如果说崇高总是意味着对某种困境、某种强大的力的超越的话,那么卑微则是对困境的屈从和无奈。

池莉的小说一般都是“从小写真,以情促实”,选取最卑微的社会底层人物,记录他们的人生轨迹;他们生活在社会中,努力适应着社会,然而由于自身的劣势,他们总是被生活扼住喉咙,发出痛苦的呻吟,他们被生活撵着旋转,疲于奔命,生活的烦恼使小人物暴露了与身俱来的自私自利和攻于心计,当自己的利益与别人发生冲突时,他们给予的往往是幸灾乐祸的嘲弄和落井下石的伤害,然而他们并不是阴险心理的傀儡,他们也蕴藏着丰富的内心世界,也有着人类最朴素的情感,当现实的命运吧他们彼此之间连在一起时,他们却又是另一番肝胆相照、相互提携、相互帮助的温馨场面。
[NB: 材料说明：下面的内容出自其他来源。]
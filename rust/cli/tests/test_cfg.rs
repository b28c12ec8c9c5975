mod helpers;

use helpers::{BOTS_TOML, ConfigDir, run_cli};

#[test]
fn test_cfg_shows_file_values_and_sources() {
    let dir = ConfigDir::new();
    let cfg = dir.write("bots.toml", BOTS_TOML);
    let res = run_cli(&["cfg", "--config", cfg.to_str().unwrap()], "");
    assert_eq!(res.code, 0, "stderr: {}", res.stderr);

    let json: serde_json::Value = serde_json::from_str(&res.stdout).expect("json output");
    assert_eq!(json["file"], cfg.to_str().unwrap());
    assert_eq!(json["dice_input"]["value"], "rng");
    assert_eq!(json["max_score"]["value"], 2000);
    assert_eq!(json["entry_score"]["source"], "file");
    assert_eq!(json["players"]["value"][1]["strategy"], "RANDOM");
    assert_eq!(json["seed"]["source"], "default");
}

#[test]
fn test_saved_config_plays_the_same_game() {
    let dir = ConfigDir::new();
    let cfg = dir.write("bots.toml", &format!("seed = 17\n{}", BOTS_TOML));
    let saved = dir.path("copy/saved.toml");

    let res = run_cli(
        &[
            "cfg",
            "--config",
            cfg.to_str().unwrap(),
            "--save",
            saved.to_str().unwrap(),
        ],
        "",
    );
    assert_eq!(res.code, 0, "stderr: {}", res.stderr);
    assert!(res.stdout.starts_with("Saved configuration to"));

    let original = run_cli(&["play", "--config", cfg.to_str().unwrap()], "");
    let copy = run_cli(&["play", "--config", saved.to_str().unwrap()], "");
    assert_eq!(original.code, 0);
    assert_eq!(original.stdout, copy.stdout);
}

#[test]
fn test_cfg_rejects_invalid_players() {
    let dir = ConfigDir::new();
    let cfg = dir.write(
        "dup.toml",
        "[[players]]\nname = \"Ann\"\nmode = \"human\"\n\n[[players]]\nname = \"Ann\"\nmode = \"human\"\n",
    );
    let res = run_cli(&["cfg", "--config", cfg.to_str().unwrap()], "");
    assert_eq!(res.code, 2);
    assert!(res.stderr.contains("Duplicate player name: Ann"));
}

#[test]
fn test_missing_config_file_is_an_error() {
    let dir = ConfigDir::new();
    let missing = dir.path("nope.toml");
    let res = run_cli(&["cfg", "--config", missing.to_str().unwrap()], "");
    assert_eq!(res.code, 2);
    assert!(res.stderr.starts_with("Error: "));
}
池莉自称小市民,丝毫没有自嘲的意思,更没有自贬的意思。

小市民就是一普通的小市民,它和很多池莉小说中的人物一样,没有从前概念中的市井小民之流的意思。

池莉说自己就是小人物,他们在创造生活,创造历史,而她为他们记录生活和历史,为小人物写传,表现小人物平凡生活种的喜怒哀乐,支解小人物的人性世界是池莉小说表现的主题。
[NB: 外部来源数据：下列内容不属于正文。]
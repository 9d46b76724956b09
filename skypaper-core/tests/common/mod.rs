#![allow(dead_code)]

use std::collections::VecDeque;
use std::path::{Path, PathBuf};
use std::sync::{Arc, Mutex};

use async_trait::async_trait;
use tokio::sync::mpsc;
use tokio::time::Instant;

use skypaper_core::backend::WallpaperBackend;
use skypaper_core::error::{Result, SkypaperError};
use skypaper_core::models::{ProviderState, Signature};
use skypaper_core::sources::WallpaperProvider;

#[derive(Debug, Clone, PartialEq, Eq)]
pub enum Event {
    Check,
    Download,
    Apply(PathBuf),
}

/// Shared, timestamped record of what the fakes were asked to do.
#[derive(Clone)]
pub struct EventLog {
    events: Arc<Mutex<Vec<(Event, Instant)>>>,
    tx: mpsc::UnboundedSender<Event>,
}

impl EventLog {
    pub fn new() -> (Self, mpsc::UnboundedReceiver<Event>) {
        let (tx, rx) = mpsc::unbounded_channel();
        let log = Self {
            events: Arc::new(Mutex::new(Vec::new())),
            tx,
        };
        (log, rx)
    }

    pub fn push(&self, event: Event) {
        self.events
            .lock()
            .unwrap()
            .push((event.clone(), Instant::now()));
        let _ = self.tx.send(event);
    }

    pub fn events(&self) -> Vec<Event> {
        self.events.lock().unwrap().iter().map(|(e, _)| e.clone()).collect()
    }

    pub fn timed(&self) -> Vec<(Event, Instant)> {
        self.events.lock().unwrap().clone()
    }
}

/// Provider that answers from canned results. Once a queue runs dry, checks
/// report an update and downloads return `[0x00, 0x01]`.
pub struct ScriptedProvider {
    log: EventLog,
    state: ProviderState,
    checks: VecDeque<std::result::Result<bool, u16>>,
    downloads: VecDeque<std::result::Result<Vec<u8>, u16>>,
    filename: String,
}

impl ScriptedProvider {
    pub fn new(log: EventLog) -> Self {
        Self {
            log,
            state: ProviderState::new("https://example.com/test.jpg"),
            checks: VecDeque::new(),
            downloads: VecDeque::new(),
            filename: "20240101-000000_test.jpg".into(),
        }
    }

    pub fn with_checks(mut self, checks: Vec<std::result::Result<bool, u16>>) -> Self {
        self.checks = checks.into();
        self
    }

    pub fn with_downloads(mut self, downloads: Vec<std::result::Result<Vec<u8>, u16>>) -> Self {
        self.downloads = downloads.into();
        self
    }
}

#[async_trait]
impl WallpaperProvider for ScriptedProvider {
    fn name(&self) -> &str {
        "scripted"
    }

    fn state(&self) -> &ProviderState {
        &self.state
    }

    async fn check_for_update(&mut self) -> Result<bool> {
        self.log.push(Event::Check);
        match self.checks.pop_front().unwrap_or(Ok(true)) {
            Ok(updated) => {
                if updated {
                    let n = self.log.events().len();
                    self.state.observe(Signature::new(format!("v{n}")));
                }
                Ok(updated)
            }
            Err(code) => {
                let err = SkypaperError::Status(code);
                self.state.record_failure(&err);
                Err(err)
            }
        }
    }

    async fn download(&mut self) -> Result<bytes::Bytes> {
        self.log.push(Event::Download);
        match self.downloads.pop_front().unwrap_or(Ok(vec![0x00, 0x01])) {
            Ok(data) => Ok(bytes::Bytes::from(data)),
            Err(code) => {
                let err = SkypaperError::Status(code);
                self.state.record_failure(&err);
                Err(err)
            }
        }
    }

    fn derive_filename(&self) -> String {
        self.filename.clone()
    }
}

/// Backend that records each apply call, optionally failing the first ones.
pub struct RecordingBackend {
    log: EventLog,
    failures: Mutex<u32>,
}

impl RecordingBackend {
    pub fn new(log: EventLog) -> Self {
        Self {
            log,
            failures: Mutex::new(0),
        }
    }

    pub fn failing_first(log: EventLog, failures: u32) -> Self {
        Self {
            log,
            failures: Mutex::new(failures),
        }
    }
}

#[async_trait]
impl WallpaperBackend for RecordingBackend {
    async fn set_wallpaper(&self, path: &Path) -> Result<()> {
        self.log.push(Event::Apply(path.to_path_buf()));
        let mut failures = self.failures.lock().unwrap();
        if *failures > 0 {
            *failures -= 1;
            return Err(SkypaperError::Backend("display unavailable".into()));
        }
        Ok(())
    }

    fn name(&self) -> &str {
        "recording"
    }
}

pub fn files_in(dir: &Path) -> Vec<PathBuf> {
    let mut files: Vec<PathBuf> = std::fs::read_dir(dir)
        .map(|entries| entries.flatten().map(|e| e.path()).collect())
        .unwrap_or_default();
    files.sort();
    files
}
池莉小说中的烦恼是永恒的定理,如《不谈爱情》写婚姻的烦恼,《太阳出世》写了生育的烦恼。

《金手》写了爱情的烦恼,《一去不永不回》写了青春的烦恼,《白云苍狗谣》写了事业的烦恼。

可以说它们共同构成了“人生烦恼三部曲”;正是由于她描写的生活中琐碎的烦恼,才会让我们感觉到作品中生活的真实,暴露出小人物内心难以自抑的自私自利,小人物之间相反倾轧的残酷心理和卑劣的行径,也更能反映出他们在逆境中顽强不屈,奋勇拼搏而又乐观自持的心态,这正是池莉小说中刻意安排的生活细节,才让小人物的形象更加饱满,让我们感到真实的人生,感动于人类在命运面前不屈的动力。
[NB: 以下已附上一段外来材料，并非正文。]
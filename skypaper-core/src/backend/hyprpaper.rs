use std::path::Path;

use async_trait::async_trait;
use tokio::process::Command;

use crate::error::{Result, SkypaperError};

use super::WallpaperBackend;

/// Drives a running hyprpaper through `hyprctl`, covering every monitor.
pub struct HyprpaperBackend;

impl HyprpaperBackend {
    pub fn new() -> Self {
        Self
    }

    fn commands(path: &Path) -> [Vec<String>; 3] {
        let path_str = path.to_string_lossy();
        [
            vec!["hyprpaper".into(), "preload".into(), path_str.to_string()],
            // empty monitor name targets all outputs
            vec!["hyprpaper".into(), "wallpaper".into(), format!(",{path_str}")],
            // drop the previous image from memory
            vec!["hyprpaper".into(), "unload".into(), "unused".into()],
        ]
    }

    async fn hyprctl(args: &[String]) -> Result<()> {
        let output = Command::new("hyprctl")
            .args(args)
            .output()
            .await
            .map_err(|e| SkypaperError::Backend(format!("failed to run hyprctl: {e}")))?;

        if !output.status.success() {
            let stderr = String::from_utf8_lossy(&output.stderr);
            return Err(SkypaperError::Backend(format!("hyprctl failed: {stderr}")));
        }
        Ok(())
    }
}

impl Default for HyprpaperBackend {
    fn default() -> Self {
        Self::new()
    }
}

#[async_trait]
impl WallpaperBackend for HyprpaperBackend {
    async fn set_wallpaper(&self, path: &Path) -> Result<()> {
        for args in Self::commands(path) {
            Self::hyprctl(&args).await?;
        }
        Ok(())
    }

    fn name(&self) -> &str {
        "hyprpaper"
    }
}
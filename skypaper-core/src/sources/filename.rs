use chrono::{DateTime, Local};

use crate::models::FetchMeta;

const PREFIX_FORMAT: &str = "%Y%m%d-%H%M%S";

pub fn timestamp_prefix(now: &DateTime<Local>) -> String {
    now.format(PREFIX_FORMAT).to_string()
}

/// Default naming: `YYYYMMDD-HHMMSS_<name>`, where the name comes from the
/// `Content-Disposition` filename, else the last URL path segment, else the
/// unix timestamp.
pub fn derive_filename(meta: Option<&FetchMeta>, endpoint: &str, now: DateTime<Local>) -> String {
    let source_url = meta.map(|m| m.source_url.as_str()).unwrap_or(endpoint);

    let name = meta
        .and_then(|m| m.content_disposition.as_deref())
        .and_then(disposition_filename)
        .or_else(|| url_basename(source_url))
        .or_else(|| url_basename(endpoint))
        .unwrap_or_else(|| now.timestamp().to_string());

    format!("{}_{name}", timestamp_prefix(&now))
}

/// Pull the `filename=` parameter out of a `Content-Disposition` value.
pub fn disposition_filename(value: &str) -> Option<String> {
    let mut plain = None;
    let mut extended = None;

    for param in value.split(';').skip(1) {
        let Some((key, raw)) = param.split_once('=') else {
            continue;
        };
        match key.trim().to_ascii_lowercase().as_str() {
            "filename" => plain = Some(raw),
            // RFC 5987: charset'lang'value
            "filename*" => extended = Some(raw.rsplit('\'').next().unwrap_or(raw)),
            _ => {}
        }
    }

    plain.or(extended).and_then(clean_name)
}

fn url_basename(url: &str) -> Option<String> {
    let path = match url::Url::parse(url) {
        Ok(parsed) => parsed.path().to_string(),
        Err(_) => url.split(['?', '#']).next().unwrap_or_default().to_string(),
    };
    let segment = path.rsplit('/').next()?;
    sanitize(segment)
}

fn clean_name(raw: &str) -> Option<String> {
    let decoded = urlencoding::decode(raw.trim())
        .map(|s| s.into_owned())
        .unwrap_or_else(|_| raw.trim().to_string());
    sanitize(&decoded)
}

/// Drop quotes and any directory part so the name stays inside the save dir.
pub fn sanitize(name: &str) -> Option<String> {
    let unquoted = name.replace('"', "");
    let base = unquoted
        .rsplit(['/', '\\'])
        .next()
        .unwrap_or_default()
        .trim();
    if base.is_empty() || base == "." || base == ".." {
        return None;
    }
    Some(base.to_string())
}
对小人物生存状态的偏好以及主题的宽泛性和现实性是池莉特有的选材和表达模式,她用近乎白话的语言和凡俗人生的写作姿态描写小人物的平凡生活,但平凡生活中衣食住行、生老病死的烦恼、欲望,生存的艰难困窘和个人的孤独、无助注定小人物不会安静的接受生活所赐予的平凡。

池莉用人物的自身心理去感受世界,让人们在琐屑而平凡的生活中去咀嚼人生的酸甜苦辣,让他们认识现实的无情,不得不丢掉幻想,抑制自我,老老实实生活,作者通过对现实的本能反映,表现了艰难的生存状态里爱情的湮没,表现了活着的艰难和生命的卑微,生活只有烦恼,婚姻的烦恼,生育的烦恼,爱情的烦恼,青春的烦恼以及事业的烦恼等等各种琐碎的烦恼池莉始终旗帜鲜明的保有平民化的创作立场,注重小人物日常生活的艰辛与辛酸。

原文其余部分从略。